Унылая дама, возглавлявшая в редакции «Октября» отдел критики (фамилия ее была Гусева, и она — и внешне и по самой сути своей — была самая что ни на есть настоящая гусыня), которая по указанию высокого начальства должна была со мной работать, вместо того чтобы прямо сказать, что такая статья не имеет никаких шансов быть напечатанной, долго морочила мне голову насчет того, что я должен найти и противопоставить всем этим своим отрицательным героям некий положительный идеал. А тут как раз появились первые главы поэмы Твардовского «За далью — даль». И вот, идя навстречу пожеланиям (лучше сказать — требованиям) опекавшей меня Гусыни, я написал третью главу, героем которой стал Твардовский. Озаглавил я ее ленинской фразой: «Не начало ли поворота?», и искренне надеялся, что этот лучик робкого оптимизма спасет мое безнадежное сочинение, откроет ему дорогу в печать.

Гусыня всячески меня обнадеживала, намекая, что статья уже почти совсем созрела и она вот-вот положит ее на стол своему шефу (редактору отдела). Но тут в журнале произошла какая-то пертурбация, в результате которой новым членом редколлегии стал Степан Петрович Щипачев. Он, правда, по должности курировал не критику, а поэзию, но Гусыня сказала, что не может не показать мою статью прежде всего ему: ведь статья — о поэзии, так кому же, как не члену редколлегии, курирующему поэзию, решать ее судьбу.

Узнав, что мою статью отдали на прочтение одному из главных моих отрицательных героев, я совсем было уже поставил на ней крест. Но тут случилось неожиданное. В один прекрасный день раздался в нашей коммуналке телефонный звонок: к телефону звали меня, и звонил не кто иной, как сам, лично, Степан Петрович Щипачев.

Боже ты мой! Чего только он мне тогда ни наговорил!

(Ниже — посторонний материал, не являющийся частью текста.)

use scraper::Html;
use tracing::{debug, info, warn};
use url::Url;

use crate::discovery::options::{DiscoveryOptions, SearchMode};
use crate::discovery::{
    body_links, header_links, insert_feed, merge, providers, wellknown, DiscoverySource,
    SourceMap,
};
use crate::domain::{DiscoveryErrorKind, DiscoveryResult};
use crate::errors::{FeedhoundError, FeedhoundResult};
use crate::http::{ContentKind, ContentTypeProbe, HttpClient};

/// How deep a scan sits. Only a top-level scan may re-scan well-known HTML pages.
#[derive(Debug, Clone, Copy, PartialEq, Eq)]
pub enum ScanDepth {
    Top,
    Nested,
}

/// A page fetched and parsed for scanning.
pub struct FetchedPage {
    pub url: String,
    pub html: Html,
}

impl FetchedPage {
    pub fn title(&self) -> Option<String> {
        let selector = scraper::Selector::parse("title").ok()?;
        let title = self
            .html
            .select(&selector)
            .next()?
            .text()
            .collect::<String>();
        let title = title.trim();
        if title.is_empty() {
            None
        } else {
            Some(title.to_string())
        }
    }
}

/// Finds the feeds a web page advertises or hides.
pub struct FeedHunter<C: HttpClient> {
    client: C,
}

impl<C: HttpClient> FeedHunter<C> {
    pub fn new(client: C) -> Self {
        Self { client }
    }

    /// Fetch `page_url` and run discovery on it. Failures are reported in the result.
    pub fn discover(&self, page_url: &str, options: &DiscoveryOptions) -> DiscoveryResult {
        match self.fetch_page(page_url) {
            Ok(page) => self.discover_in_page(&page.url, &page.html, options),
            Err(e) => failure(&e),
        }
    }

    /// Run discovery on an already parsed page.
    pub fn discover_in_page(
        &self,
        page_url: &str,
        page: &Html,
        options: &DiscoveryOptions,
    ) -> DiscoveryResult {
        match self.scan(page_url, page, options, ScanDepth::Top) {
            Ok(feeds) => {
                info!(page = page_url, feeds = feeds.len(), "discovery finished");
                DiscoveryResult::from_feeds(feeds)
            }
            Err(e) => failure(&e),
        }
    }

    pub fn fetch_page(&self, url: &str) -> FeedhoundResult<FetchedPage> {
        let response = self.client.get(url)?;
        if !response.is_success() {
            return Err(FeedhoundError::HttpStatus(format!(
                "{} for {}",
                response.status, url
            )));
        }
        let final_url = if response.url.is_empty() {
            url.to_string()
        } else {
            response.url.clone()
        };
        Ok(FetchedPage {
            url: final_url,
            html: Html::parse_document(&response.text()),
        })
    }

    fn scan(
        &self,
        page_url: &str,
        page: &Html,
        options: &DiscoveryOptions,
        depth: ScanDepth,
    ) -> FeedhoundResult<SourceMap> {
        let base = Url::parse(page_url)?;

        let mut sources = vec![
            (
                DiscoverySource::HeaderLinks,
                header_links::find(&base, page, options.strict_header_links),
            ),
            (DiscoverySource::Providers, providers::find(&base, page)),
        ];
        if options.search_wellknown_locations {
            sources.push((
                DiscoverySource::WellKnownLocations,
                self.probe_wellknown(&base, options, depth),
            ));
        }
        if options.parse_body_links {
            sources.push((DiscoverySource::BodyLinks, self.probe_body_links(&base, page)));
        }

        Ok(merge(sources))
    }

    fn probe_wellknown(&self, base: &Url, options: &DiscoveryOptions, depth: ScanDepth) -> SourceMap {
        let probe = ContentTypeProbe::new(&self.client);
        let mut found = SourceMap::new();

        for candidate in wellknown::candidates(base) {
            match probe.classify(candidate.as_str()) {
                ContentKind::Feed => {
                    debug!(url = %candidate, "well-known location is a feed");
                    let title = candidate.to_string();
                    insert_feed(&mut found, candidate, title);
                }
                ContentKind::Html => {
                    if !may_rescan(options, depth) {
                        continue;
                    }
                    match self.rescan(&candidate, options) {
                        Ok(nested) => found.extend(nested),
                        Err(e) => warn!(url = %candidate, error = %e, "well-known page scan failed"),
                    }
                }
                ContentKind::None => {}
            }
        }

        found
    }

    /// One extra scan of an HTML page found at a well-known location.
    fn rescan(&self, candidate: &Url, options: &DiscoveryOptions) -> FeedhoundResult<SourceMap> {
        debug!(url = %candidate, "scanning well-known page for feeds");
        let page = self.fetch_page(candidate.as_str())?;
        self.scan(&page.url, &page.html, &options.nested(), ScanDepth::Nested)
    }

    fn probe_body_links(&self, base: &Url, page: &Html) -> SourceMap {
        let probe = ContentTypeProbe::new(&self.client);
        let mut found = SourceMap::new();

        for candidate in body_links::candidates(base, page) {
            if probe.classify(candidate.url.as_str()) == ContentKind::Feed {
                insert_feed(&mut found, candidate.url, candidate.title);
            }
        }

        found
    }
}

fn may_rescan(options: &DiscoveryOptions, depth: ScanDepth) -> bool {
    depth == ScanDepth::Top && options.advanced_search_mode != SearchMode::Simple
}

fn failure(err: &FeedhoundError) -> DiscoveryResult {
    if err.is_connection() {
        warn!(error = %err, "discovery could not connect");
        DiscoveryResult::failed(format!("Try HTTPS or www? {}", err), DiscoveryErrorKind::Connection)
    } else {
        warn!(error = %err, "discovery failed");
        DiscoveryResult::failed(err.to_string(), DiscoveryErrorKind::General)
    }
}

#[cfg(test)]
mod tests {
    use super::*;
    use crate::http::{HttpResponse, MockHttpClient};
    use mockall::predicate::eq;

    fn html(url: &str, body: &str) -> HttpResponse {
        HttpResponse {
            status: 200,
            url: url.to_string(),
            content_type: Some("text/html; charset=utf-8".to_string()),
            body: body.as_bytes().to_vec(),
            ..HttpResponse::default()
        }
    }

    fn head(status: u16, content_type: &str) -> HttpResponse {
        HttpResponse {
            status,
            content_type: Some(content_type.to_string()),
            ..HttpResponse::default()
        }
    }

    fn not_found() -> HttpResponse {
        head(404, "text/html")
    }

    fn options_without_wellknown() -> DiscoveryOptions {
        DiscoveryOptions {
            search_wellknown_locations: false,
            ..DiscoveryOptions::default()
        }
    }

    #[test]
    fn test_header_title_beats_wellknown() {
        let mut client = MockHttpClient::new();
        client.expect_get().with(eq("https://example.com/")).returning(|url| {
            Ok(html(
                url,
                r#"<html><head><link rel="alternate" type="application/rss+xml"
                    title="Header Title" href="/feed/"></head><body></body></html>"#,
            ))
        });
        client.expect_head().returning(|url| {
            Ok(if url == "https://example.com/feed/" {
                head(200, "application/rss+xml")
            } else {
                not_found()
            })
        });

        let hunter = FeedHunter::new(client);
        let result = hunter.discover("https://example.com/", &DiscoveryOptions::default());

        assert!(!result.has_error());
        assert_eq!(result.len(), 1);
        assert_eq!(result.title_for("example.com/feed"), Some("Header Title"));
    }

    #[test]
    fn test_wellknown_feed_found_without_header_links() {
        let mut client = MockHttpClient::new();
        client
            .expect_get()
            .returning(|url| Ok(html(url, "<html><head></head><body>No feeds here</body></html>")));
        client.expect_head().returning(|url| {
            Ok(if url == "https://example.com/rss" {
                head(200, "text/xml")
            } else {
                not_found()
            })
        });

        let hunter = FeedHunter::new(client);
        let result = hunter.discover("https://example.com/", &DiscoveryOptions::default());

        assert_eq!(result.len(), 1);
        let feed = result.get("example.com/rss").unwrap();
        assert_eq!(feed.url, "https://example.com/rss");
    }

    #[test]
    fn test_wellknown_html_rescanned_once() {
        let mut client = MockHttpClient::new();
        client
            .expect_get()
            .with(eq("https://example.com/"))
            .times(1)
            .returning(|url| Ok(html(url, "<html><body><p>Welcome</p></body></html>")));
        client
            .expect_get()
            .with(eq("https://example.com/blog"))
            .times(1)
            .returning(|url| {
                Ok(html(
                    url,
                    r#"<html><body>
                        <a href="https://example.com/">Home</a>
                        <a href="/blog/feed.xml">Blog feed</a>
                    </body></html>"#,
                ))
            });
        client.expect_head().returning(|url| {
            Ok(match url {
                "https://example.com/blog" | "https://example.com/" => head(200, "text/html"),
                "https://example.com/blog/feed.xml" => head(200, "application/atom+xml"),
                _ => not_found(),
            })
        });

        let hunter = FeedHunter::new(client);
        let result = hunter.discover("https://example.com/", &DiscoveryOptions::default());

        assert_eq!(result.len(), 1);
        assert_eq!(result.title_for("example.com/blog/feed.xml"), Some("Blog feed"));
    }

    #[test]
    fn test_simple_mode_skips_rescan() {
        let mut client = MockHttpClient::new();
        client
            .expect_get()
            .with(eq("https://example.com/"))
            .times(1)
            .returning(|url| Ok(html(url, "<html><body></body></html>")));
        client.expect_head().returning(|_| Ok(head(200, "text/html")));

        let hunter = FeedHunter::new(client);
        let options = DiscoveryOptions {
            advanced_search_mode: SearchMode::Simple,
            ..DiscoveryOptions::default()
        };
        let result = hunter.discover("https://example.com/", &options);

        assert!(!result.has_error());
        assert!(result.is_empty());
    }

    #[test]
    fn test_failing_wellknown_candidate_does_not_stop_others() {
        let mut client = MockHttpClient::new();
        client
            .expect_get()
            .with(eq("https://example.com/"))
            .returning(|url| Ok(html(url, "<html><body></body></html>")));
        client
            .expect_get()
            .with(eq("https://example.com/feeds"))
            .returning(|_| Err(FeedhoundError::HttpStatus("500 Internal Server Error".to_string())));
        client.expect_head().returning(|url| match url {
            "https://example.com/feed/" => Err(FeedhoundError::Connection("reset".to_string())),
            "https://example.com/feeds" => Ok(head(200, "text/html")),
            "https://feeds.example.com/" => Ok(head(200, "application/rss+xml")),
            _ => Ok(not_found()),
        });

        let hunter = FeedHunter::new(client);
        let result = hunter.discover("https://example.com/", &DiscoveryOptions::default());

        assert!(!result.has_error());
        assert_eq!(result.len(), 1);
        assert!(result.get("feeds.example.com").is_some());
    }

    #[test]
    fn test_body_links_probed_when_enabled() {
        let mut client = MockHttpClient::new();
        client.expect_head().returning(|url| {
            Ok(if url.ends_with(".xml") {
                head(200, "application/rss+xml")
            } else {
                head(200, "text/html")
            })
        });

        let page = Html::parse_document(
            r#"<html><body>
                <a href="/about">About</a>
                <a href="/podcast.xml">Podcast</a>
                <a href="/podcast.xml">Podcast</a>
            </body></html>"#,
        );
        let hunter = FeedHunter::new(client);
        let options = DiscoveryOptions {
            parse_body_links: true,
            ..options_without_wellknown()
        };
        let result = hunter.discover_in_page("https://example.com/", &page, &options);

        assert_eq!(result.len(), 1);
        assert_eq!(result.title_for("example.com/podcast.xml"), Some("Podcast"));
    }

    #[test]
    fn test_body_link_probes_capped() {
        let mut client = MockHttpClient::new();
        client
            .expect_head()
            .times(body_links::MAX_BODY_LINKS)
            .returning(|_| Ok(not_found()));

        let body: String = (0..400)
            .map(|i| format!("<a href=\"/p/{}\">p{}</a>", i, i))
            .collect();
        let page = Html::parse_document(&body);
        let hunter = FeedHunter::new(client);
        let options = DiscoveryOptions {
            parse_body_links: true,
            ..options_without_wellknown()
        };

        let result = hunter.discover_in_page("https://example.com/", &page, &options);
        assert!(result.is_empty());
    }

    #[test]
    fn test_body_links_off_by_default() {
        // No expectations: any HTTP call would fail the test.
        let client = MockHttpClient::new();
        let page = Html::parse_document(r#"<a href="/podcast.xml">Podcast</a>"#);
        let hunter = FeedHunter::new(client);

        let result = hunter.discover_in_page("https://example.com/", &page, &options_without_wellknown());
        assert!(result.is_empty());
    }

    #[test]
    fn test_connection_failure_is_reported() {
        let mut client = MockHttpClient::new();
        client
            .expect_get()
            .returning(|_| Err(FeedhoundError::Connection("failed to lookup address".to_string())));

        let hunter = FeedHunter::new(client);
        let result = hunter.discover("http://no-such-host.invalid/", &DiscoveryOptions::default());

        let error = result.error.unwrap();
        assert_eq!(error.kind, DiscoveryErrorKind::Connection);
        assert!(error.message.starts_with("Try HTTPS or www?"));
    }

    #[test]
    fn test_other_failures_are_general() {
        let mut client = MockHttpClient::new();
        client.expect_get().returning(|url| {
            Ok(HttpResponse {
                status: 503,
                url: url.to_string(),
                ..HttpResponse::default()
            })
        });

        let hunter = FeedHunter::new(client);
        let result = hunter.discover("https://example.com/", &DiscoveryOptions::default());

        assert!(result.has_error());
        assert_eq!(result.error.unwrap().kind, DiscoveryErrorKind::General);
        assert!(result.feeds.is_empty());
    }

    #[test]
    fn test_invalid_page_url_is_general() {
        let client = MockHttpClient::new();
        let hunter = FeedHunter::new(client);
        let page = Html::parse_document("<html></html>");

        let result = hunter.discover_in_page("not a url", &page, &DiscoveryOptions::default());
        assert_eq!(result.error.unwrap().kind, DiscoveryErrorKind::General);
    }

    #[test]
    fn test_page_title() {
        let page = FetchedPage {
            url: "https://example.com/".to_string(),
            html: Html::parse_document("<html><head><title> Example Site </title></head></html>"),
        };
        assert_eq!(page.title().as_deref(), Some("Example Site"));
    }
}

Всех его комплиментов я не запомнил, но одну его фразу помню дословно. «Вы мне открыли глаза, — сказал он. — Прочитав вашу статью, я понял, что такое поэзия».

Можете себе представить?

До сих пор не знаю, какой процент искренности был в этой его фразе, и был ли он там вообще. Может быть, старик слегка кокетничал, давая понять, что хоть он и лицо заинтересованное, но препятствовать появлению моей статьи на страницах журнала ни в коем случае не станет.

С кокетством такого рода я тогда уже столкнулся однажды. Примерно такую же статью (на ту же тему и с теми же идеями), только гораздо более короткую, я показал своему литинститутскому товарищу Володе Огневу, который работал тогда в «Литературной газете», а тот дал ее прочесть Симонову. Ка-Эм принял меня глубокой ночью (это тогда был у него такой стиль). Разговаривая со мной, он встал, прошелся по своему огромному кабинету и сказал:

— Больше всего мне хотелось бы ответить на эту вашу статью стихами.

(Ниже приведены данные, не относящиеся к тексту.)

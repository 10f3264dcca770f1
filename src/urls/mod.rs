//! URL helpers shared by discovery and normalization.
//!
//! [`canonicalize`] produces the dedup key for a URL: scheme dropped, host
//! lower-cased without a leading `www.`, trailing `/` removed when no query
//! follows, and `utm_*` tracking parameters removed.

use url::Url;

use crate::errors::FeedhoundResult;

pub fn canonicalize(url: &str) -> Option<String> {
    let parsed = Url::parse(url.trim()).ok()?;
    let host = parsed.host_str()?.to_lowercase();
    let host = host.strip_prefix("www.").unwrap_or(&host);

    let query = parsed.query().map(strip_utm).filter(|q| !q.is_empty());

    let path = parsed.path();
    let path = match query {
        Some(_) => path,
        None => path.strip_suffix('/').unwrap_or(path),
    };

    let mut key = String::with_capacity(host.len() + path.len() + 16);
    key.push_str(host);
    key.push_str(path);
    if let Some(query) = query {
        key.push('?');
        key.push_str(&query);
    }
    Some(key)
}

fn strip_utm(query: &str) -> String {
    query
        .split('&')
        .filter(|param| !param.starts_with("utm_"))
        .collect::<Vec<_>>()
        .join("&")
}

/// Resolve `href` against `base`, rewriting a `feed://` scheme to the base's scheme.
pub fn resolve(base: &Url, href: &str) -> FeedhoundResult<Url> {
    let href = href.trim();
    let rewritten;
    let href = match href.strip_prefix("feed://") {
        Some(rest) => {
            rewritten = format!("{}://{}", base.scheme(), rest);
            rewritten.as_str()
        }
        None => href,
    };
    Ok(base.join(href)?)
}

/// Turn a `feed:` location into something an HTTP client can fetch.
pub fn feed_scheme_to_http(location: &str) -> String {
    if let Some(rest) = location.strip_prefix("feed://") {
        format!("http://{}", rest)
    } else if let Some(rest) = location.strip_prefix("feed:") {
        rest.to_string()
    } else {
        location.to_string()
    }
}

/// Locations with one of these prefixes are fetched over HTTP; anything else is a path.
pub fn is_remote(location: &str) -> bool {
    ["http:", "https:", "feed:"]
        .iter()
        .any(|prefix| location.starts_with(prefix))
}
use std::time::Duration;

use crate::errors::{FeedhoundError, FeedhoundResult};

pub const DEFAULT_USER_AGENT: &str =
    "Mozilla/5.0 (Windows NT 6.3; rv:36.0) Gecko/20100101 Firefox/36.0";
pub const DEFAULT_OPEN_TIMEOUT_SECS: u64 = 10;
pub const DEFAULT_READ_TIMEOUT_SECS: u64 = 15;

#[derive(Debug, Clone)]
pub struct Config {
    pub open_timeout: Duration,
    pub read_timeout: Duration,
    pub user_agent: String,
}

impl Default for Config {
    fn default() -> Self {
        Self {
            open_timeout: Duration::from_secs(DEFAULT_OPEN_TIMEOUT_SECS),
            read_timeout: Duration::from_secs(DEFAULT_READ_TIMEOUT_SECS),
            user_agent: DEFAULT_USER_AGENT.to_string(),
        }
    }
}

impl Config {
    /// Get the directory where the executable is located
    fn exe_dir() -> Option<std::path::PathBuf> {
        std::env::current_exe()
            .ok()
            .and_then(|p| p.parent().map(|p| p.to_path_buf()))
    }

    pub fn from_env() -> FeedhoundResult<Self> {
        // Try to load .env from executable's directory first
        if let Some(dir) = Self::exe_dir() {
            let env_path = dir.join(".env");
            if env_path.exists() {
                dotenvy::from_path(&env_path).ok();
            }
        }
        // Fall back to current directory
        dotenvy::dotenv().ok();

        Self::from_lookup(|key| std::env::var(key).ok())
    }

    /// Build a config from an arbitrary variable source.
    pub fn from_lookup<F>(lookup: F) -> FeedhoundResult<Self>
    where
        F: Fn(&str) -> Option<String>,
    {
        let open_timeout = parse_secs(
            "FEEDHOUND_OPEN_TIMEOUT",
            lookup("FEEDHOUND_OPEN_TIMEOUT"),
            DEFAULT_OPEN_TIMEOUT_SECS,
        )?;
        let read_timeout = parse_secs(
            "FEEDHOUND_READ_TIMEOUT",
            lookup("FEEDHOUND_READ_TIMEOUT"),
            DEFAULT_READ_TIMEOUT_SECS,
        )?;
        let user_agent = lookup("FEEDHOUND_USER_AGENT")
            .filter(|ua| !ua.trim().is_empty())
            .unwrap_or_else(|| DEFAULT_USER_AGENT.to_string());

        Ok(Self {
            open_timeout,
            read_timeout,
            user_agent,
        })
    }
}

fn parse_secs(key: &str, value: Option<String>, default: u64) -> FeedhoundResult<Duration> {
    match value {
        None => Ok(Duration::from_secs(default)),
        Some(raw) => raw
            .trim()
            .parse::<u64>()
            .map(Duration::from_secs)
            .map_err(|_| FeedhoundError::Config(format!("{} must be whole seconds, got '{}'", key, raw))),
    }
}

Статью, однако, в своей газете не напечатал.

Но Степан Петрович, — так во всяком случае я тогда думал, — был человек простодушный, и его реакция на мою статью показалась мне искренней. Хотя на самом деле таким уж простецом он, конечно, не был.

Рассказывали, например, такую историю.

Пришел он будто бы в «Новый мир» к Твардовскому со своей только что написанной поэмой о Павлике Морозове. Твардовский, прочитав это его сочинение, заперся с ним в своем кабинете и выдал там ему, что называется, на полную катушку. Не о художественных просчетах и слабостях поэмы шла там у них тогда речь, а о самом существе дела. О том, что безнравственно воспевать «подвиг» малолетки, выдавшего органам ГПУ и обрекшего таким образом на гибель родного отца.

Степан Петрович будто бы соглашался, даже плакал, бил себя кулаком в грудь, говорил, что бес попутал и клялся, что никогда, ни за что, ни за какие коврижки печатать эту дрянную поэму не станет. Он трижды облобызал Александра Трифоновича, сердечно благодаря его за то, что тот открыл ему глаза и спас его от позора. А поэму забрал и тут же отнес ее в «Знамя», где она в скорости и была напечатана. И даже получила Сталинскую премию.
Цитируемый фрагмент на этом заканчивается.